### What you will do
Search the records for "scheduler" and copy each line that holds it.

### Available data
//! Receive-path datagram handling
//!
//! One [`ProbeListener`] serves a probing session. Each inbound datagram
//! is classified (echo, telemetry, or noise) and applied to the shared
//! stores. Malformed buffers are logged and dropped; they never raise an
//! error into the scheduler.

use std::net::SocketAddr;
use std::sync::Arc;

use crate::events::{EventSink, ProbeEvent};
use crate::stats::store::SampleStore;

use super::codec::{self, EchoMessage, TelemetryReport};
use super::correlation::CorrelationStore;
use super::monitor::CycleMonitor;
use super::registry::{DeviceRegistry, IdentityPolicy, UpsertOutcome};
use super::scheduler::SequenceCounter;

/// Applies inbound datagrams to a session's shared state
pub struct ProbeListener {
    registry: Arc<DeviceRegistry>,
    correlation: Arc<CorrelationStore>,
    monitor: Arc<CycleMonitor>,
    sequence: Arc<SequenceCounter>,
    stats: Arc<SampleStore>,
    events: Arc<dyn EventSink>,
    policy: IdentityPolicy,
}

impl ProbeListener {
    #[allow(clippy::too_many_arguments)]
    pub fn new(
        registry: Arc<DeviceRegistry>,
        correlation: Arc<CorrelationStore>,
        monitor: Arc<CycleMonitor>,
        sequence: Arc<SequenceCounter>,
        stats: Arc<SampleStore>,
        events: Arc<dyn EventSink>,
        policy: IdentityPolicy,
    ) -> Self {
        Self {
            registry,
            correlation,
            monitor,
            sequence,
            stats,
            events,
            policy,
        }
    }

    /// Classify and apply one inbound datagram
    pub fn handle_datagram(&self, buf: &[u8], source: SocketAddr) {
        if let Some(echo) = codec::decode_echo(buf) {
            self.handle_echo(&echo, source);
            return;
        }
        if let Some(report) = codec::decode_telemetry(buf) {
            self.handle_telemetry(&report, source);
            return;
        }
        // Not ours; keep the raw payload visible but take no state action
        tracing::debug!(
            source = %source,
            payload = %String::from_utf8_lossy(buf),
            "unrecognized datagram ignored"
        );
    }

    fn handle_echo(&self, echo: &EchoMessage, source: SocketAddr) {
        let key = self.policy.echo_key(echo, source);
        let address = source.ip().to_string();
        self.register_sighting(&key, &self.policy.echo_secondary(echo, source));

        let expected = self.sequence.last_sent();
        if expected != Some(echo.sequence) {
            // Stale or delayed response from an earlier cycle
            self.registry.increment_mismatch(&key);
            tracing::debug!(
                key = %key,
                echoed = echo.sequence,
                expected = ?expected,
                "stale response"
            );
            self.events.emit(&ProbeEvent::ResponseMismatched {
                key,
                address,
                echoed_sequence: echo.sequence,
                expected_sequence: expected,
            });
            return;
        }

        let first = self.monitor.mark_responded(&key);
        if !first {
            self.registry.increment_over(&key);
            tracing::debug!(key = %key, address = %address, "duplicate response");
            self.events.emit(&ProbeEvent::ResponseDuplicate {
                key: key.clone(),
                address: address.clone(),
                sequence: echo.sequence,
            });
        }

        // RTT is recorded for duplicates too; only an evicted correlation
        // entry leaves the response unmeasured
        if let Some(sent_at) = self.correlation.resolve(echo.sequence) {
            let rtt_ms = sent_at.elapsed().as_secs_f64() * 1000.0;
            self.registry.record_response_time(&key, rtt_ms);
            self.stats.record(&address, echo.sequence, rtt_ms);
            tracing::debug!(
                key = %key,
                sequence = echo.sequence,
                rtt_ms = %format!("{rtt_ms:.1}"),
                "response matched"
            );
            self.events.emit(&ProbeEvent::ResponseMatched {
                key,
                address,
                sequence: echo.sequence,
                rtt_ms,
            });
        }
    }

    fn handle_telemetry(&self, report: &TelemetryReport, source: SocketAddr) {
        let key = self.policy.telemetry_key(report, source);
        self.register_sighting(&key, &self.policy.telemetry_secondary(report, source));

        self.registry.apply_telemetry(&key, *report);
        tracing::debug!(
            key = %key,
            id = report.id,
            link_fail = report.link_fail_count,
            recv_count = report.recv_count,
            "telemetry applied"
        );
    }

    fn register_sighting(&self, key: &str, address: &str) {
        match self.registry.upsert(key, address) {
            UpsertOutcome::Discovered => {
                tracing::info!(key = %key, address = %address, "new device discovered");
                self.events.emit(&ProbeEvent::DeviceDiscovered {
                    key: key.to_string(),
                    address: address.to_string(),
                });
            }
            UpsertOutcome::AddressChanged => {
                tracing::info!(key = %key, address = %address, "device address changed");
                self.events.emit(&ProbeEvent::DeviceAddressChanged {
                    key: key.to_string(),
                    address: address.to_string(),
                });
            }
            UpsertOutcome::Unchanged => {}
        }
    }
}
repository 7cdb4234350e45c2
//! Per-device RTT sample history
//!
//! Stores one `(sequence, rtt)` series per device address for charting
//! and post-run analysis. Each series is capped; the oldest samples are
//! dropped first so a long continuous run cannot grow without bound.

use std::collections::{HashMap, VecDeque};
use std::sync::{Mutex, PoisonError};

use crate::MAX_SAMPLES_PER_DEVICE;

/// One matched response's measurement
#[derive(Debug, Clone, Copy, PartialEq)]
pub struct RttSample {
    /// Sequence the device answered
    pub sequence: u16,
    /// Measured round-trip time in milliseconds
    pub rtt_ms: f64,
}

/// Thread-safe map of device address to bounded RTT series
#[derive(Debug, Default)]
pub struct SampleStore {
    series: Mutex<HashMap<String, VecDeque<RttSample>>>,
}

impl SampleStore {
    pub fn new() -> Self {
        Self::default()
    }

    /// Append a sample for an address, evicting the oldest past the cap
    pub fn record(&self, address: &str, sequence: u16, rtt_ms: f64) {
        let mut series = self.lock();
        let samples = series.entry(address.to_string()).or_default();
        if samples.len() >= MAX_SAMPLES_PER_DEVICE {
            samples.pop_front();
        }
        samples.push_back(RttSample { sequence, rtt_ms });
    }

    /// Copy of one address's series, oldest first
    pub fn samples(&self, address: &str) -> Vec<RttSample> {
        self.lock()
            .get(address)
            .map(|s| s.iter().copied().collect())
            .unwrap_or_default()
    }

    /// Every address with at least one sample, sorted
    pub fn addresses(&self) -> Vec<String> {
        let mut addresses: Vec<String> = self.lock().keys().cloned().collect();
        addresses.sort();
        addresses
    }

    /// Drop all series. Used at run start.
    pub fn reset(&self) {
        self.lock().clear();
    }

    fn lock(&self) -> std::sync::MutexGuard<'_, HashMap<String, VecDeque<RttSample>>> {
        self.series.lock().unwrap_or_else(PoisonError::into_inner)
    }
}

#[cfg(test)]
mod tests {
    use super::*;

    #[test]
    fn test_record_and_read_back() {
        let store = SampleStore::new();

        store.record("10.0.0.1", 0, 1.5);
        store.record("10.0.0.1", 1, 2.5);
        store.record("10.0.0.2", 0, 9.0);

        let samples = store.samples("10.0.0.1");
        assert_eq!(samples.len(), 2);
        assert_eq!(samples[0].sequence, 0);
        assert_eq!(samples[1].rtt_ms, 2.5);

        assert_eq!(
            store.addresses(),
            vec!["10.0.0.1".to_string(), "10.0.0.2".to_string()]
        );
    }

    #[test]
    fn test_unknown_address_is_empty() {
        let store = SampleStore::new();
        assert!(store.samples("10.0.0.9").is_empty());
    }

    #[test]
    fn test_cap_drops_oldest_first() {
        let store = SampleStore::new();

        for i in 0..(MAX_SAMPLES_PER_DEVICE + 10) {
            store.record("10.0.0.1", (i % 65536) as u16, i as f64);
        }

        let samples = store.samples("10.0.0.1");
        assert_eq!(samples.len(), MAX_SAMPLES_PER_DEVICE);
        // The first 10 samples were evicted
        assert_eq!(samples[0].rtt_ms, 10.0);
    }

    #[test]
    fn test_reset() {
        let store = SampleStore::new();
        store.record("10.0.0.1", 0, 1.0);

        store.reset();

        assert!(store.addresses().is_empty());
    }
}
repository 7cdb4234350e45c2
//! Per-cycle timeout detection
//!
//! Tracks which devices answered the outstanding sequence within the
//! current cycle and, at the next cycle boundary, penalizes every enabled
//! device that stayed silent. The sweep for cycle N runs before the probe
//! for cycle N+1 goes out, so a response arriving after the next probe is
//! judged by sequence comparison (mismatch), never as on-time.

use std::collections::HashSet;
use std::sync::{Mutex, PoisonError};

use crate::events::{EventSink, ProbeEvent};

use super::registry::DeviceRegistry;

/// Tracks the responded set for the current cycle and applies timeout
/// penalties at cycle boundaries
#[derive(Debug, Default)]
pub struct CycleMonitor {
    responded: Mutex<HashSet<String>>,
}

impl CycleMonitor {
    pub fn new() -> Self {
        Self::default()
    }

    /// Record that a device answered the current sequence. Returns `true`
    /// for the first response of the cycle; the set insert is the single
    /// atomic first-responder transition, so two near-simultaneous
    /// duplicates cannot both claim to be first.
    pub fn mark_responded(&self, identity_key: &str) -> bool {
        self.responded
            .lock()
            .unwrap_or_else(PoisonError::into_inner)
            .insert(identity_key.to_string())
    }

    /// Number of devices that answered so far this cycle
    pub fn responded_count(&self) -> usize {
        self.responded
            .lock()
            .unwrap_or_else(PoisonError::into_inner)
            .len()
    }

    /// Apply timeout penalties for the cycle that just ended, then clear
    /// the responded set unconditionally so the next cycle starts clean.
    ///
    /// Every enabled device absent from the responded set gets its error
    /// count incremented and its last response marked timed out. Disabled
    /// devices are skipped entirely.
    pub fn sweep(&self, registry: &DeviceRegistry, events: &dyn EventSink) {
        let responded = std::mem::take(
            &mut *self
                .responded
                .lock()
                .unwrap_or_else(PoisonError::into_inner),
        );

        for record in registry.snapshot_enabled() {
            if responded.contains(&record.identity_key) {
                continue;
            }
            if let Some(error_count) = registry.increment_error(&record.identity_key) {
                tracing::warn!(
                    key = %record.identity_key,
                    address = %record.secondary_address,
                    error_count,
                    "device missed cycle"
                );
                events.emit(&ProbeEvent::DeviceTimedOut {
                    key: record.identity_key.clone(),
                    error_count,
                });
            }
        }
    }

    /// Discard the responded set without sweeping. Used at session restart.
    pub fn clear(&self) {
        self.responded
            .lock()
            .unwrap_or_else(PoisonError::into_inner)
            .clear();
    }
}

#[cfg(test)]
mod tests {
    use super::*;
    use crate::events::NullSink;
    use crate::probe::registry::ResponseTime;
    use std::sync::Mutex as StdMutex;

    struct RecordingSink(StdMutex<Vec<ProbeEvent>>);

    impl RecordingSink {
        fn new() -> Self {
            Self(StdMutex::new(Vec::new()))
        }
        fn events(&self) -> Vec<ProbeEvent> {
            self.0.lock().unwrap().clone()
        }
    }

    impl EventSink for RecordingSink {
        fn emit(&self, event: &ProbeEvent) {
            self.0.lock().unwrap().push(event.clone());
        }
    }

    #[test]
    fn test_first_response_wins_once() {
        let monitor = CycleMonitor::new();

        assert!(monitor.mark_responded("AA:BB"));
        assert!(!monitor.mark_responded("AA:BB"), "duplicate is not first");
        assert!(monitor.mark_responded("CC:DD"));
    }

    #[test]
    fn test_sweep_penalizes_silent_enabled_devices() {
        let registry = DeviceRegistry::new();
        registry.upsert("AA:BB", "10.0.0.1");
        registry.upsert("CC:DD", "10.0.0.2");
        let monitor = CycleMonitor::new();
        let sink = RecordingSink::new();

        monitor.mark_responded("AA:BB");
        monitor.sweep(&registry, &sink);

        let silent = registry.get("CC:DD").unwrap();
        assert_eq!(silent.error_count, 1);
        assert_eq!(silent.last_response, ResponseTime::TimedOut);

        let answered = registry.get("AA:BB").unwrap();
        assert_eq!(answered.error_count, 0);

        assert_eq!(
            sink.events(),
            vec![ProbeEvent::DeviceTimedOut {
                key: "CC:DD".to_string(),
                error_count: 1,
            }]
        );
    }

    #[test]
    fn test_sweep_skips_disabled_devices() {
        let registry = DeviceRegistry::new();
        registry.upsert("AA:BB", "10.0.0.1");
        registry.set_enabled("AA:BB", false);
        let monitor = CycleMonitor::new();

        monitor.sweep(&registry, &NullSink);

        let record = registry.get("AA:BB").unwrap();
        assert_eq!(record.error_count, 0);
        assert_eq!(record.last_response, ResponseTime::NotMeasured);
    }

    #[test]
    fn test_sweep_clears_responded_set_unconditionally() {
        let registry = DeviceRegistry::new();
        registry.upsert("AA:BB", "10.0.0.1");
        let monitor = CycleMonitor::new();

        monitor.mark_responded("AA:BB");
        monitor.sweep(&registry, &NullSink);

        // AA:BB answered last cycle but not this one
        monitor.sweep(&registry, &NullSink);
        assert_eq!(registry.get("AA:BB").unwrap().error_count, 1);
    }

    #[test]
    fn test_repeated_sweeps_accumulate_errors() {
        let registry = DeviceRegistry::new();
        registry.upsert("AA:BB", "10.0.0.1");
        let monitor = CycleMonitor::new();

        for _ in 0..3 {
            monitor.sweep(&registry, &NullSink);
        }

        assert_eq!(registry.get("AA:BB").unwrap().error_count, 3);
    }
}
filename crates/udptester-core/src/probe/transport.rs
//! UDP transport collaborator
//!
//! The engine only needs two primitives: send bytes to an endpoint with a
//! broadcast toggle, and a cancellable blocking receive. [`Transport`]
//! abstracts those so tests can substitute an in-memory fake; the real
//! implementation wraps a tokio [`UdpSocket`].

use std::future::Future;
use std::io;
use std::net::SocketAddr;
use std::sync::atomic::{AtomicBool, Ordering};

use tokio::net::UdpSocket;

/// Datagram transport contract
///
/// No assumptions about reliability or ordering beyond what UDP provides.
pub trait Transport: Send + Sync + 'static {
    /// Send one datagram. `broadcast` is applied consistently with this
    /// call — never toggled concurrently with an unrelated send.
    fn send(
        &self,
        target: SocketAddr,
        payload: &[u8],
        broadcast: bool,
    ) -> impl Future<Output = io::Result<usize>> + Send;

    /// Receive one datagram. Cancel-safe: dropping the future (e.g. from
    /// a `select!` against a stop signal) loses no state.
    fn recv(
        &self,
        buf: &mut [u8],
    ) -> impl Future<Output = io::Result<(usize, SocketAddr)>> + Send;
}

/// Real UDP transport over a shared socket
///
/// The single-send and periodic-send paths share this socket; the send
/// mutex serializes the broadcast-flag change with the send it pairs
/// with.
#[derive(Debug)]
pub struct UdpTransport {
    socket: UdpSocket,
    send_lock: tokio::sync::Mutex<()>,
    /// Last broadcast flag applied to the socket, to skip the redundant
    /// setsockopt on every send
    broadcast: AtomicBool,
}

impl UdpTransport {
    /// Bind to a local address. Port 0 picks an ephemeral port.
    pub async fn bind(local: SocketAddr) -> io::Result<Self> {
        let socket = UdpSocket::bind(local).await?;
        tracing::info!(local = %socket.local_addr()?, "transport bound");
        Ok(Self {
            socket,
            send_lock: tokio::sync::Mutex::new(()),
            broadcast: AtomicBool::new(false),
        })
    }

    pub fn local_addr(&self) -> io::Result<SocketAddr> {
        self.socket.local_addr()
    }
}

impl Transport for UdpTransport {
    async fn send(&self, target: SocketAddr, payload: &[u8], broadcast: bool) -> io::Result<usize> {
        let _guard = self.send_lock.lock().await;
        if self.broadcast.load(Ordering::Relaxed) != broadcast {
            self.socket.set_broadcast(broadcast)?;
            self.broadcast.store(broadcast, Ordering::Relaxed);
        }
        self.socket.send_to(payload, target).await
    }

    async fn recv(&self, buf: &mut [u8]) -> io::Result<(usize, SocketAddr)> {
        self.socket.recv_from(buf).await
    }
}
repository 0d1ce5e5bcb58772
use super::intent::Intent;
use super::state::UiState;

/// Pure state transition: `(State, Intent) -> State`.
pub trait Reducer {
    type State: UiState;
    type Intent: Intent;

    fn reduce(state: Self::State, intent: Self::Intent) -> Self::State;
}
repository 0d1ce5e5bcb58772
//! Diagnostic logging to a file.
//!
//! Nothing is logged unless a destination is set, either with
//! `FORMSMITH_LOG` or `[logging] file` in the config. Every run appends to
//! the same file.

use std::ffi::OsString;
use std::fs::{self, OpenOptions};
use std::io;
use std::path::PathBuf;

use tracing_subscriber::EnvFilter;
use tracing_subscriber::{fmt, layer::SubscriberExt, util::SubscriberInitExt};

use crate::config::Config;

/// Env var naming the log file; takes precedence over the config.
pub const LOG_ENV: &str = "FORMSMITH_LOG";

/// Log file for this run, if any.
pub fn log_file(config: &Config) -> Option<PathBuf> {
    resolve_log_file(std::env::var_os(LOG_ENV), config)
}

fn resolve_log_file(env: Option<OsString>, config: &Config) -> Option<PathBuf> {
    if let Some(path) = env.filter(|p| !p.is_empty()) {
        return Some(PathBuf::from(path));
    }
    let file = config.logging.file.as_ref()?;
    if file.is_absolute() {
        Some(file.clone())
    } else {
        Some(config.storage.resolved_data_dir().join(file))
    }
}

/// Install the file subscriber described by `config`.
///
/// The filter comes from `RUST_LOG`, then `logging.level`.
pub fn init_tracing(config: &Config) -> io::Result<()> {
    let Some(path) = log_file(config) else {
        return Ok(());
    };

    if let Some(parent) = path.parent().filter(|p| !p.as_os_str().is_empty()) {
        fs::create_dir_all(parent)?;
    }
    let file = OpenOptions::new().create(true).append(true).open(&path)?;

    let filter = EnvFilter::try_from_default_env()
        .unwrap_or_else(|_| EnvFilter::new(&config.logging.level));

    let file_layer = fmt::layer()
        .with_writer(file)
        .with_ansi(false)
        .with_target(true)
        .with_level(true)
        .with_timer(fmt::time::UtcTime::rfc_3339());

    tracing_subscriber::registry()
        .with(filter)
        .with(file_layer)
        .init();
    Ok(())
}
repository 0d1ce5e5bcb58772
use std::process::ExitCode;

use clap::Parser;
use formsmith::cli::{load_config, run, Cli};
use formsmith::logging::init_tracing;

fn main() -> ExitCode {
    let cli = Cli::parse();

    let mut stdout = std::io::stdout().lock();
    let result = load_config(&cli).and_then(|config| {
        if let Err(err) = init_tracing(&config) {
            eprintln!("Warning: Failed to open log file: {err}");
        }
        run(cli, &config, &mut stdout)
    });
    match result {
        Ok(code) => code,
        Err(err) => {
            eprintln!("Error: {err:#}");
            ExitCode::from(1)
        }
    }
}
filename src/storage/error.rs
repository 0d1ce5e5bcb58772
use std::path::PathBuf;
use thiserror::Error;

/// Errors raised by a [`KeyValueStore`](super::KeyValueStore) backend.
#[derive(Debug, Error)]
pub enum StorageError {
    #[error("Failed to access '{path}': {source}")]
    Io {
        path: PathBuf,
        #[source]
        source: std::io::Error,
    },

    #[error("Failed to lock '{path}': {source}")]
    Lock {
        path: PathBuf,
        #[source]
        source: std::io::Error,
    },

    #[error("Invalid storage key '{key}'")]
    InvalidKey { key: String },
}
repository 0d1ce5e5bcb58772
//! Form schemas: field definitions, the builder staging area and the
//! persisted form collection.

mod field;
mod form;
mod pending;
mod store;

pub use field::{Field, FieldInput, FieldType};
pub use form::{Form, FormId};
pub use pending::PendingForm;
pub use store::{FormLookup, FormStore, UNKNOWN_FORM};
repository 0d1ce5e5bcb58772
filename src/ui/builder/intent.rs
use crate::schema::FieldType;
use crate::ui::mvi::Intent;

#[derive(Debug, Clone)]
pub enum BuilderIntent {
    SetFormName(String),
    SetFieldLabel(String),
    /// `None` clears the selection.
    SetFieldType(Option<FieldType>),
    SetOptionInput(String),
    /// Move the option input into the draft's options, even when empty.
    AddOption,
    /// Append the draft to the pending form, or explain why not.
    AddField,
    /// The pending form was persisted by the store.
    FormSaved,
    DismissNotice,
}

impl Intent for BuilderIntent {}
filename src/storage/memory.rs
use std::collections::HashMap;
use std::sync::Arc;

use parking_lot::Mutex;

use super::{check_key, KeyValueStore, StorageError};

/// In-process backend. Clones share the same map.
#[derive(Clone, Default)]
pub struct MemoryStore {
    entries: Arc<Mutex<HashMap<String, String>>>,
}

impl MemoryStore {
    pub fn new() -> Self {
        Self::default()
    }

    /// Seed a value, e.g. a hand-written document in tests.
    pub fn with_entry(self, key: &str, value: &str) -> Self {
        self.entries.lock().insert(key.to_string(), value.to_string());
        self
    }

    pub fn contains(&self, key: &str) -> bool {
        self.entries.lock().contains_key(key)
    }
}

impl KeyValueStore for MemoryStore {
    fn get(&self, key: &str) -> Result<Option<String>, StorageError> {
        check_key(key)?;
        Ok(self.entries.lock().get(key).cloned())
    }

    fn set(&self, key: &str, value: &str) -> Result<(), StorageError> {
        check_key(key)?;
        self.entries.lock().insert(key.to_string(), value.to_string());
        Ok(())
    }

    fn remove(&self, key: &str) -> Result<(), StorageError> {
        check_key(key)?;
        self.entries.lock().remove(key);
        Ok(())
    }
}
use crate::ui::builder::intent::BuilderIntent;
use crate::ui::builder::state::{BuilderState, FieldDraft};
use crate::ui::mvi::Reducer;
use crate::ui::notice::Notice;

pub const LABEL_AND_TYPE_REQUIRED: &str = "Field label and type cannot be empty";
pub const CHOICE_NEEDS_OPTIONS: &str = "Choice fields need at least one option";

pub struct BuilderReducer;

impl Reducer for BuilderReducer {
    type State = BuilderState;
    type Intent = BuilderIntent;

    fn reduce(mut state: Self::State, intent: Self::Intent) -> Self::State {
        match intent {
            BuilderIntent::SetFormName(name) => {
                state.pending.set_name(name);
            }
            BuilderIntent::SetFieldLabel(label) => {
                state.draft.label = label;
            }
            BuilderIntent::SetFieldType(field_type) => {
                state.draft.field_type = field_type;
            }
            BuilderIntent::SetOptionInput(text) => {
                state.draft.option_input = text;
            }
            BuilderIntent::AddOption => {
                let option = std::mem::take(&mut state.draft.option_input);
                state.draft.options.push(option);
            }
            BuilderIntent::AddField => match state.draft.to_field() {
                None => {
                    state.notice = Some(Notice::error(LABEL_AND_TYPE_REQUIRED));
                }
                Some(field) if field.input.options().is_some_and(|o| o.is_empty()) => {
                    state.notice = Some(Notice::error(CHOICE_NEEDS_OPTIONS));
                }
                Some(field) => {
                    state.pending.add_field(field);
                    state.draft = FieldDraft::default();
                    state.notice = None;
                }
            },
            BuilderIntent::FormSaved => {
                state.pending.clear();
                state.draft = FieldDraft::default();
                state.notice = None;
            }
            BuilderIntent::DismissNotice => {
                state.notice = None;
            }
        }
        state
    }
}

### Response for this exercise
//! error into the scheduler.
use super::scheduler::SequenceCounter;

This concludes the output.